In DPP's Reference (No. 1 of 1980), the accused had made an unsworn statement
from the dock and the defence counsel had not addressed the jury yet, Chancellor
Crane was of the view that if witnesses had been called in support, there might
have been sufficient reason for counsel for the State to exercise his discretionary
right of reply see page 112, letter "j" and page 113, letter "a" of that judgment. This
suggests that whether or not the defence decides to make a closing speech is not a
relevant legal consideration in determining whether the (End of page 6) State has a
right of reply.
It is necessary to examine three other parts of the decision of the Court of Appeal
of Guyana in DPP's Reference (No. 1 of 1980). Chancellor Crane, at page 109 of
the judgment, letter "a", referred to the position in England prior to the introduction
of the English Criminal Procedure (Right of Reply) Act of 1964:

"In England, prior to the Criminal Procedure (Right of Reply) Act, 1964, the order
of the closing speeches used to be as follows: if the defence called any witnesses
other than the accused or witnesses to character only, the prosecution had a right of
reply whether or not the defence made a closing speech. If this right was exercised,
the speech was made after the closing speech for the defence, if any."

In answering the reference, Chancellor Crane concluded at pg. 113, letter "e":

"Failure of defence counsel to sum up on all the evidence cannot deprive counsel
for the State of his right to reply because, quite apart from any unworn statement,
the right to reply has from very ancient times been [DEPENDENT ONLY ON
WHETHER WITNESSES HAVE BEEN ADDUCED IN SUPPORT OF THE
DEFENCE] [Emphasis added], save after 1900 when the accused alone gives
evidence, that fact will not by itself entitle the prosecution to reply (see s 54 of the
Evidence Act)." (emphasis mine) (End of page 7)

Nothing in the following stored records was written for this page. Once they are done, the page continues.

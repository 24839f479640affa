//! In-process store with the same semantics as [`PgStore`](super::PgStore).
//!
//! Rows are kept in id order. Unique violations, column defaults and the
//! case-insensitive name search all mirror the `PostgreSQL` schema, so the
//! handler suite can run without a database. [`MemoryStore::set_unavailable`]
//! makes every call fail, standing in for an unreachable database.

use std::collections::BTreeMap;
use std::sync::atomic::{AtomicBool, Ordering};
use std::sync::{Mutex, MutexGuard};

use async_trait::async_trait;

use taskboard_core::{NewTask, NewUser, Task, TaskId, TaskStatus, User, UserId};

use super::{RepositoryError, Store, TaskStore, UserKey, UserStore};

/// Format of the `created_at` column default.
const CREATED_AT_FORMAT: &str = "%Y-%m-%d %H:%M:%S";

#[derive(Debug, Default)]
struct Tables {
    /// User plus stored password hash, keyed by id.
    users: BTreeMap<UserId, (User, String)>,
    tasks: BTreeMap<TaskId, Task>,
}

/// In-memory store.
#[derive(Debug, Default)]
pub struct MemoryStore {
    tables: Mutex<Tables>,
    unavailable: AtomicBool,
}

impl MemoryStore {
    /// Create an empty store.
    #[must_use]
    pub fn new() -> Self {
        Self::default()
    }

    /// Make every subsequent call fail with `RepositoryError::Unavailable`.
    pub fn set_unavailable(&self, unavailable: bool) {
        self.unavailable.store(unavailable, Ordering::SeqCst);
    }

    /// Stored password hash for a user, if the user exists.
    ///
    /// # Errors
    ///
    /// Returns `RepositoryError::Unavailable` if the store is down.
    pub fn password_hash(&self, id: &UserId) -> Result<Option<String>, RepositoryError> {
        Ok(self.tables()?.users.get(id).map(|(_, hash)| hash.clone()))
    }

    /// Number of stored users.
    ///
    /// # Errors
    ///
    /// Returns `RepositoryError::Unavailable` if the store is down.
    pub fn user_count(&self) -> Result<usize, RepositoryError> {
        Ok(self.tables()?.users.len())
    }

    fn tables(&self) -> Result<MutexGuard<'_, Tables>, RepositoryError> {
        if self.unavailable.load(Ordering::SeqCst) {
            return Err(RepositoryError::Unavailable(
                "memory store switched off".to_owned(),
            ));
        }
        self.tables
            .lock()
            .map_err(|_| RepositoryError::Unavailable("memory store lock poisoned".to_owned()))
    }
}

#[async_trait]
impl UserStore for MemoryStore {
    async fn list_users(&self) -> Result<Vec<User>, RepositoryError> {
        Ok(self
            .tables()?
            .users
            .values()
            .map(|(user, _)| user.clone())
            .collect())
    }

    async fn search_users_by_name(&self, term: &str) -> Result<Vec<User>, RepositoryError> {
        let needle = term.to_lowercase();
        Ok(self
            .tables()?
            .users
            .values()
            .filter(|(user, _)| user.name.to_lowercase().contains(&needle))
            .map(|(user, _)| user.clone())
            .collect())
    }

    async fn find_user(&self, key: UserKey<'_>) -> Result<Option<User>, RepositoryError> {
        let tables = self.tables()?;
        let found = match key {
            UserKey::Id(id) => tables.users.get(id).map(|(user, _)| user),
            UserKey::Email(email) => tables
                .users
                .values()
                .map(|(user, _)| user)
                .find(|user| user.email == email),
        };
        Ok(found.cloned())
    }

    async fn insert_user(&self, user: &NewUser) -> Result<User, RepositoryError> {
        let mut tables = self.tables()?;

        if tables.users.contains_key(&user.id) {
            return Err(RepositoryError::Conflict(
                "a user with this id already exists".to_owned(),
            ));
        }
        if tables.users.values().any(|(u, _)| u.email == user.email) {
            return Err(RepositoryError::Conflict(
                "a user with this email already exists".to_owned(),
            ));
        }

        let record = user.to_user();
        tables.users.insert(
            user.id.clone(),
            (record.clone(), user.password_hash.clone()),
        );
        Ok(record)
    }

    async fn delete_user(&self, id: &UserId) -> Result<bool, RepositoryError> {
        Ok(self.tables()?.users.remove(id).is_some())
    }
}

#[async_trait]
impl TaskStore for MemoryStore {
    async fn list_tasks(&self) -> Result<Vec<Task>, RepositoryError> {
        Ok(self.tables()?.tasks.values().cloned().collect())
    }

    async fn find_task(&self, id: &TaskId) -> Result<Option<Task>, RepositoryError> {
        Ok(self.tables()?.tasks.get(id).cloned())
    }

    async fn insert_task(&self, task: &NewTask) -> Result<Task, RepositoryError> {
        let mut tables = self.tables()?;

        if tables.tasks.contains_key(&task.id) {
            return Err(RepositoryError::Conflict(
                "a task with this id already exists".to_owned(),
            ));
        }

        let record = Task {
            id: task.id.clone(),
            title: task.title.clone(),
            description: task.description.clone(),
            created_at: chrono::Utc::now().format(CREATED_AT_FORMAT).to_string(),
            status: TaskStatus::default(),
        };
        tables.tasks.insert(task.id.clone(), record.clone());
        Ok(record)
    }

    async fn update_task(&self, task: &Task) -> Result<Task, RepositoryError> {
        let mut tables = self.tables()?;
        let slot = tables
            .tasks
            .get_mut(&task.id)
            .ok_or(RepositoryError::NotFound)?;
        *slot = task.clone();
        Ok(task.clone())
    }
}

#[async_trait]
impl Store for MemoryStore {
    async fn ping(&self) -> Result<(), RepositoryError> {
        self.tables().map(|_| ())
    }
}
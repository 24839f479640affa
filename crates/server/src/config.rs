//! Server configuration loaded from environment variables.
//!
//! # Environment Variables
//!
//! ## Required
//! - `TASKBOARD_DATABASE_URL` - `PostgreSQL` connection string (falls back to `DATABASE_URL`)
//!
//! ## Optional
//! - `TASKBOARD_HOST` - Bind address (default: 127.0.0.1)
//! - `TASKBOARD_PORT` - Listen port (default: 3003)
//! - `TASKBOARD_CORS_ORIGINS` - Comma-separated allowed origins (default: any origin)
//! - `SENTRY_DSN` - Sentry error tracking DSN
//! - `SENTRY_ENVIRONMENT` - Sentry environment tag
//! - `SENTRY_SAMPLE_RATE` - Error event sample rate (default: 1.0)
//! - `SENTRY_TRACES_SAMPLE_RATE` - Performance trace sample rate (default: 0.0)

use std::net::{IpAddr, SocketAddr};

use axum::http::HeaderValue;
use secrecy::SecretString;
use thiserror::Error;

/// Configuration errors that can occur during loading.
#[derive(Debug, Error)]
pub enum ConfigError {
    #[error("Missing environment variable: {0}")]
    MissingEnvVar(String),
    #[error("Invalid environment variable {0}: {1}")]
    InvalidEnvVar(String, String),
}

/// Server application configuration.
#[derive(Debug, Clone)]
pub struct ServerConfig {
    /// `PostgreSQL` database connection URL (contains password)
    pub database_url: SecretString,
    /// IP address to bind the server to
    pub host: IpAddr,
    /// Port to listen on
    pub port: u16,
    /// Origins allowed by CORS; empty means any origin
    pub cors_origins: Vec<HeaderValue>,
    /// Sentry DSN for error tracking
    pub sentry_dsn: Option<String>,
    /// Sentry environment tag (e.g. "production")
    pub sentry_environment: Option<String>,
    /// Fraction of error events sent to Sentry
    pub sentry_sample_rate: f32,
    /// Fraction of transactions traced by Sentry
    pub sentry_traces_sample_rate: f32,
}

impl ServerConfig {
    /// Load configuration from environment variables.
    ///
    /// Calls `dotenvy::dotenv()` to load from `.env` file if present.
    ///
    /// # Errors
    ///
    /// Returns `ConfigError` if required variables are missing or invalid.
    pub fn from_env() -> Result<Self, ConfigError> {
        // Load .env file if present (ignore errors if not found)
        let _ = dotenvy::dotenv();

        Self::from_lookup(|key| std::env::var(key).ok())
    }

    /// Build configuration from an arbitrary variable source.
    ///
    /// # Errors
    ///
    /// Returns `ConfigError` if required variables are missing or invalid.
    pub fn from_lookup<F>(lookup: F) -> Result<Self, ConfigError>
    where
        F: Fn(&str) -> Option<String>,
    {
        let vars = Vars(lookup);

        let database_url = vars.database_url("TASKBOARD_DATABASE_URL")?;
        let host = vars.parsed_or("TASKBOARD_HOST", "127.0.0.1")?;
        let port = vars.parsed_or("TASKBOARD_PORT", "3003")?;
        let cors_origins = vars
            .optional("TASKBOARD_CORS_ORIGINS")
            .map(|raw| parse_origins(&raw))
            .transpose()?
            .unwrap_or_default();

        Ok(Self {
            database_url,
            host,
            port,
            cors_origins,
            sentry_dsn: vars.optional("SENTRY_DSN"),
            sentry_environment: vars.optional("SENTRY_ENVIRONMENT"),
            sentry_sample_rate: vars.parsed_or("SENTRY_SAMPLE_RATE", "1.0")?,
            sentry_traces_sample_rate: vars.parsed_or("SENTRY_TRACES_SAMPLE_RATE", "0.0")?,
        })
    }

    /// Returns the socket address for binding the server.
    #[must_use]
    pub const fn socket_addr(&self) -> SocketAddr {
        SocketAddr::new(self.host, self.port)
    }
}

// =============================================================================
// Helper Functions
// =============================================================================

struct Vars<F>(F);

impl<F> Vars<F>
where
    F: Fn(&str) -> Option<String>,
{
    /// Get an optional variable, treating empty values as unset.
    fn optional(&self, key: &str) -> Option<String> {
        (self.0)(key).filter(|v| !v.trim().is_empty())
    }

    /// Get database URL with fallback to generic `DATABASE_URL`.
    fn database_url(&self, primary_key: &str) -> Result<SecretString, ConfigError> {
        self.optional(primary_key)
            .or_else(|| self.optional("DATABASE_URL"))
            .map(SecretString::from)
            .ok_or_else(|| ConfigError::MissingEnvVar(primary_key.to_string()))
    }

    /// Parse a variable, falling back to `default` when unset.
    fn parsed_or<T>(&self, key: &str, default: &str) -> Result<T, ConfigError>
    where
        T: std::str::FromStr,
        T::Err: std::fmt::Display,
    {
        self.optional(key)
            .unwrap_or_else(|| default.to_string())
            .trim()
            .parse::<T>()
            .map_err(|e| ConfigError::InvalidEnvVar(key.to_string(), e.to_string()))
    }
}

fn parse_origins(raw: &str) -> Result<Vec<HeaderValue>, ConfigError> {
    raw.split(',')
        .map(str::trim)
        .filter(|origin| !origin.is_empty())
        .map(|origin| {
            HeaderValue::from_str(origin).map_err(|e| {
                ConfigError::InvalidEnvVar("TASKBOARD_CORS_ORIGINS".to_string(), e.to_string())
            })
        })
        .collect()
}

At page 121, letters "b" to "e", Justice of Appeal Luckhoo said:

"I find myself unable to accede to the argument that because the right of reply was
denied the Prosecution in a situation to which Section 54 of the Evidence Act
applied, the position since 1900 would have to be reviewed and that the Court
should hold that, a fortiori, there was no right of reply where only an unsworn
statement was made without witnesses being called for the Defence and without an
address being made to the jury on behalf of the Defence. [IT MUST BE
REMEMBERED THAT THE RIGHT OF REPLY IS A STATUTORY,
SUBSTANTIVE RIGHT, ALBEIT SECRETED IN THE INTERSTICES OF
PROCEDURE, AND THAT THE QUALIFICATION CONTAINED IN
SECTION 54 OF THE EVIDENCE ACT WAS EXPRESSLY LIMITED TO THE
SITUATION THERE PROVIDED FOR. ANY FURTHER RESTRICTION OR
QUALIFICATION OF THAT RIGHT WOULD BE MATTER FOR
PARLIAMENT'S ATTENTION, NOT THE COURT'S. THE NON-EXERCISE
BY THE DEFENCE OF THEIR RIGHTS UNDER THE PROVISIONS OF
SECTION 148 OF THE CRIMINAL LAW (PROCEDURE) ACT, FOR
EXAMPLE, THE WAIVER OF THE RIGHT TO OPEN THE CASE FOR THE
DEFENCE OR, IN ANY WAY TO ADDUCE EVIDENCE OR, TO SUM UP
WAS NO BAR TO THE EXERCISE BY COUNSEL FOR THE PROSECUTION
OF HIS RIGHT OF REPLY UNDER SECTION 149. THE ENJOYMENT OF
THE LATTER, SAVE IN THE ONE INSTANCE NOTED, WAS NOT TO BE
CONSTRUED AS BEING CONTINGENT UPON THE EXERCISE OF ALL OR
ANY OF THE DEFENCE RIGHTS]." (emphasis mine)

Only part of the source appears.